I haven't blushed in years. But I did last night.
I've not wanted to run in a corner or hide my face or any of those childish mechanisms to alleviate personal discomfort. Not for years But last night, right around 8:00, these visions came to me as sensible possibilities, as I stood like a frozen hare before a small audience, reading my poetry.
It's hard to express the nakedness of a poetry reading, the vulnerability and the embarrassment of sensing the body on display is flawed. The corpus - my poems - not striking a chord, not enchanting, not accessible. Oh geez and then I recalled one of those workshop digs from a year ago: "well you know your market" as if to say: if you write like that, then who will read it?
And I went prepared: off & on over the weekend, I'd picked up my poems, read them, giving a little discourse, timing it all. Never during that practice did I stop to ponder the what if of audience disregard. And I never planned on how to recoil from audience harassment. Well, not harassment really. But one old man who sat way in the back, in another room actually, and complained that the volume was too low. Then when I quipped that if the mic were any closer, I'd swallow it, his retort was "that would be good."
"What? You want me to swallow the mic?" I asked with an outward chuckle and hatred in my heart. "Yes," he says. "Well, I'll take it into consideration." And mercifully, a woman in the front row laughed and mercifully, I kept going, didn't stutter, and mercifully, he stopped his complaining.
Oh it's much ado about nothing, I'm sure. But a humbling experience. Joan said I did well, that some people were really listening to me. And yes, a couple did come to me afterward and remarked how they liked such & such a poem, it reminded them of their experience in Washington State with the apple trees or that they enjoyed listening to me, etc.

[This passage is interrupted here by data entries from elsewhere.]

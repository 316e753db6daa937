//! Shared types for the Weft runtime.
//!
//! This crate defines the node tree handed over by an external parser,
//! the runtime value union, source spans, and other data structures
//! shared between the execution core and the driving layer.

mod span;
pub mod node;
pub mod value;

pub use node::{Attr, Node};
pub use span::{SourceFile, Span};
pub use value::{Binding, Singleton, Value};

I recognize how egocentric this report sounds. Whiney. It was a personal stripping away of my own veneer, my self created approbation. But it was more than that. It was acutely sensing how narrow is my market.
How to recover? Intellectually, all I have to do is tell myself to keep writing, be my own judge, etc etc. But now yet another little censor is setting up an outpost. And in another room of my writing suite, there sits last night's audience, wanting me to say something easy and fun. Something recognizable.
I'm recalling a Lorca remark about duende. Before a reading, he says, invoke the duende. You will need it. Your listeners will need duende to make that leap of metaphor with you, the poet. And when there is no duende, then the poet is a lonely reader.